Picard had obtained judgment against Vizcaya in the New York Bankruptcy Court in default of appearance and attempted to enforce in Gibraltar. Picard was the insolvency trustee of Bernard L Madoff Investment Securities LLC (BLMIS), a New York corporation used in Madoff’s fraudulent Ponzi scheme in which Vizcaya had invested some US$328m. Before the fraud was discovered, BLMIS had repaid Vizcaya US$180m for which the trustee obtained judgment under anti-avoidance provisions of the US Bankruptcy Code.
Enforcement was sought based on Dicey’s “Fourth Case” which says that judgment in personam of a foreign court may be enforced in the United Kingdom if the judgment debtor had, before the commencement of the proceedings, agreed, in respect of the subject matter of the proceedings, to submit to the jurisdiction of the court or of the courts of that country. The order entering the default judgment recited that “the Trustee made a proper prima facie showing of personal jurisdiction”.
The trustee claimed the New York Bankruptcy Court had jurisdiction over Vizcaya because relevant agreements were deemed to be entered into and were to be performed in New York State; the Vizcaya and BLMIS bank accounts were held in New York, with funds being transferred from Vizcaya to BLMIS for trading activities in New York; and Vizcaya purposefully availed itself of the benefits of conducting transactions in New York, out of which the action arose. Under the New York long arm statute, CPLR 302(a)(1) the maintenance of a securities account in New York was a sufficient basis for finding personal jurisdiction for claims arising out of “transaction of business”.
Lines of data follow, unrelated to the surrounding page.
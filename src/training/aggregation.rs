//! Frame-to-video prediction aggregation
//!
//! Validation frames arrive in arbitrary order and batch composition. Each
//! frame's class-score vector is added to the running sum of its video, and
//! the sums are scored against video-level ground truth once the stream has
//! been drained.
//!
//! Scores are summed, not averaged: a frame votes in proportion to the
//! magnitude of its scores. Averaging would leave the arg-max unchanged but
//! alter the loss, so the sum is what the loss is computed on. The resulting
//! loss grows with the number of clips per video.

use std::collections::{BTreeMap, HashMap};

use candle_core::{Device, Tensor};
use serde::{Deserialize, Serialize};

use crate::error::{Error, Result};
use crate::training::metrics::accuracy_from_rows;

/// Separator between the video id and the frame info of a composite key
pub const KEY_DELIMITER: char = '|';

/// Identifier of a video, shared by all of its frames
pub type VideoKey = String;

/// Extract the video key from a `"<video_id>|<frame_info>"` composite key
///
/// Only the first delimiter splits; a key without one, or with an empty video
/// id, is rejected.
pub fn derive_video_key(composite_key: &str) -> Result<VideoKey> {
    match composite_key.split_once(KEY_DELIMITER) {
        Some((video, _)) if !video.is_empty() => Ok(video.to_string()),
        _ => Err(Error::MalformedKey {
            key: composite_key.to_string(),
            delimiter: KEY_DELIMITER,
        }),
    }
}

/// Video id to label lookup for the validation set
///
/// Labels are kept as the string-encoded integers supplied with the split
/// metadata and adjusted for the dataset's indexing convention on lookup.
#[derive(Debug, Clone, Default, PartialEq, Eq, Serialize, Deserialize)]
pub struct GroundTruthIndex {
    labels: HashMap<VideoKey, String>,
}

impl GroundTruthIndex {
    pub fn new(labels: HashMap<VideoKey, String>) -> Self {
        Self { labels }
    }

    pub fn insert(&mut self, video: impl Into<VideoKey>, label: impl Into<String>) {
        self.labels.insert(video.into(), label.into());
    }

    pub fn len(&self) -> usize {
        self.labels.len()
    }

    pub fn is_empty(&self) -> bool {
        self.labels.is_empty()
    }

    pub fn contains(&self, video: &str) -> bool {
        self.labels.contains_key(video)
    }

    /// Zero-based class index of `video`
    ///
    /// One is subtracted from the stored label unless the labels are already
    /// zero-indexed.
    pub fn resolve(&self, video: &str, zero_indexed: bool, num_classes: usize) -> Result<usize> {
        let raw = self.labels.get(video).ok_or_else(|| Error::MissingGroundTruth {
            video: video.to_string(),
        })?;
        let parsed: i64 = raw.trim().parse().map_err(|_| {
            Error::config(format!("label '{}' of video '{}' is not an integer", raw, video))
        })?;

        let label = if zero_indexed { parsed } else { parsed - 1 };
        if label < 0 || label as usize >= num_classes {
            return Err(Error::config(format!(
                "label {} of video '{}' is outside 0..{} after {} indexing adjustment",
                label,
                video,
                num_classes,
                if zero_indexed { "zero-based" } else { "one-based" }
            )));
        }
        Ok(label as usize)
    }
}

impl FromIterator<(VideoKey, String)> for GroundTruthIndex {
    fn from_iter<I: IntoIterator<Item = (VideoKey, String)>>(iter: I) -> Self {
        Self {
            labels: iter.into_iter().collect(),
        }
    }
}

/// Video-level scores of one validation pass
#[derive(Debug, Clone, Copy, PartialEq, Serialize, Deserialize)]
pub struct VideoLevelMetrics {
    /// Top-1 accuracy in percent
    pub top1: f64,
    /// Top-5 accuracy in percent
    pub top5: f64,
    /// Mean cross-entropy over the summed per-video scores
    pub loss: f64,
    /// Number of videos scored
    pub num_videos: usize,
}

/// Accumulates per-frame class scores into per-video sums
#[derive(Debug, Clone)]
pub struct VideoPredictionAggregator {
    num_classes: usize,
    predictions: BTreeMap<VideoKey, Vec<f64>>,
}

impl VideoPredictionAggregator {
    pub fn new(num_classes: usize) -> Self {
        Self {
            num_classes,
            predictions: BTreeMap::new(),
        }
    }

    /// Forget every accumulated video
    pub fn reset(&mut self) {
        self.predictions.clear();
    }

    /// Add one frame's score vector to its video
    pub fn add_frame(&mut self, video: &str, scores: &[f64]) -> Result<()> {
        if scores.len() != self.num_classes {
            return Err(Error::shape_mismatch(format!(
                "frame of video '{}' has {} scores, expected {}",
                video,
                scores.len(),
                self.num_classes
            )));
        }

        match self.predictions.get_mut(video) {
            Some(sum) => {
                for (acc, score) in sum.iter_mut().zip(scores) {
                    *acc += score;
                }
            }
            None => {
                self.predictions.insert(video.to_string(), scores.to_vec());
            }
        }
        Ok(())
    }

    /// Add every row of a `[N, C]` score tensor, keyed by composite frame keys
    pub fn add_batch(&mut self, composite_keys: &[String], scores: &Tensor) -> Result<()> {
        let rows = scores
            .detach()
            .to_dtype(candle_core::DType::F64)?
            .to_vec2::<f64>()?;
        if rows.len() != composite_keys.len() {
            return Err(Error::shape_mismatch(format!(
                "{} score rows for {} frame keys",
                rows.len(),
                composite_keys.len()
            )));
        }
        for (key, row) in composite_keys.iter().zip(&rows) {
            let video = derive_video_key(key)?;
            self.add_frame(&video, row)?;
        }
        Ok(())
    }

    /// Accumulated score sums, ordered by video key
    pub fn predictions(&self) -> &BTreeMap<VideoKey, Vec<f64>> {
        &self.predictions
    }

    pub fn num_videos(&self) -> usize {
        self.predictions.len()
    }

    pub fn num_classes(&self) -> usize {
        self.num_classes
    }

    /// Score the accumulated videos against `ground_truth`
    ///
    /// Videos are visited in lexicographic key order so the stacked
    /// prediction matrix, and therefore the loss, is reproducible. A video
    /// whose sums are not finite is rejected before any scoring. Does not
    /// modify the accumulator.
    pub fn finalize(
        &self,
        ground_truth: &GroundTruthIndex,
        zero_indexed: bool,
        num_classes: usize,
    ) -> Result<VideoLevelMetrics> {
        if num_classes != self.num_classes {
            return Err(Error::shape_mismatch(format!(
                "finalize asked for {} classes, aggregator holds {}",
                num_classes, self.num_classes
            )));
        }
        if self.predictions.is_empty() {
            return Err(Error::config(
                "no video predictions accumulated; the validation stream was empty",
            ));
        }

        let mut rows = Vec::with_capacity(self.predictions.len());
        let mut labels = Vec::with_capacity(self.predictions.len());
        for (video, scores) in &self.predictions {
            if scores.iter().any(|score| !score.is_finite()) {
                return Err(Error::NonFiniteScores {
                    video: video.clone(),
                });
            }
            labels.push(ground_truth.resolve(video, zero_indexed, num_classes)?);
            rows.push(scores.clone());
        }

        let accuracies = accuracy_from_rows(&rows, &labels, &[1, 5])?;
        let loss = video_cross_entropy(&rows, &labels, num_classes)?;

        Ok(VideoLevelMetrics {
            top1: accuracies[0],
            top5: accuracies[1],
            loss,
            num_videos: rows.len(),
        })
    }
}

/// Mean cross-entropy of stacked score rows, computed with candle's loss
fn video_cross_entropy(rows: &[Vec<f64>], labels: &[usize], num_classes: usize) -> Result<f64> {
    let device = Device::Cpu;
    let flat: Vec<f32> = rows.iter().flatten().map(|&v| v as f32).collect();
    let preds = Tensor::from_vec(flat, (rows.len(), num_classes), &device)?;
    let targets = Tensor::from_vec(
        labels.iter().map(|&l| l as u32).collect::<Vec<u32>>(),
        labels.len(),
        &device,
    )?;
    let loss = candle_nn::loss::cross_entropy(&preds, &targets)?;
    Ok(loss.to_scalar::<f32>()? as f64)
}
Express or implied submission
Opinion has been divided for many years as to whether that agreement must be express, or if it can be implied or inferred. Dicey changed its view over the course of 80 years, in 1896 saying the debtor could expressly or implicitly contract to submit, but since 1973 saying the agreement to submit must be express and cannot be implied. In 1894, contrary to Dicey’s statement only two years later, Lord Selbourne LC speaking for the Privy Council said the obligation could not be implied; 70 years later, Diplock J said it was clear law that the submission could be express or implied.
After reviewing the contradictory authorities over that period, Lord Collins said at  that it was necessary to step back and consider the question as a matter of principle and authority. He then stated these five principles:
- the question is whether the judgment debtor agreed to submit to the jurisdiction of the foreign court;
- the agreement does not have to be contractual in nature. The real question is whether the judgment debtor consented in advance to the jurisdiction of the foreign court;
- it is commonplace that a contractual agreement or a consent may be implied or inferred;
- there is no reason in principle why the position should be any different in the case of a contractual agreement or consent to the jurisdiction of a foreign court;
- the authorities which deny the possibility of an implied agreement really meant that there had to be an actual agreement (or consent).
This expression of an actual agreement comes from Lord Cairns LC in Copin v Adamson in 1875 and has not been fastened on since as the unifying feature of the principle. By identifying this as the central question, Lord Collins was able to reconcile most of the earlier authorities on whether the agreement had to be express or could be implied. To do so required an examination of the types of implied terms in English contract law and which of those could be said to create or be part of an actual agreement.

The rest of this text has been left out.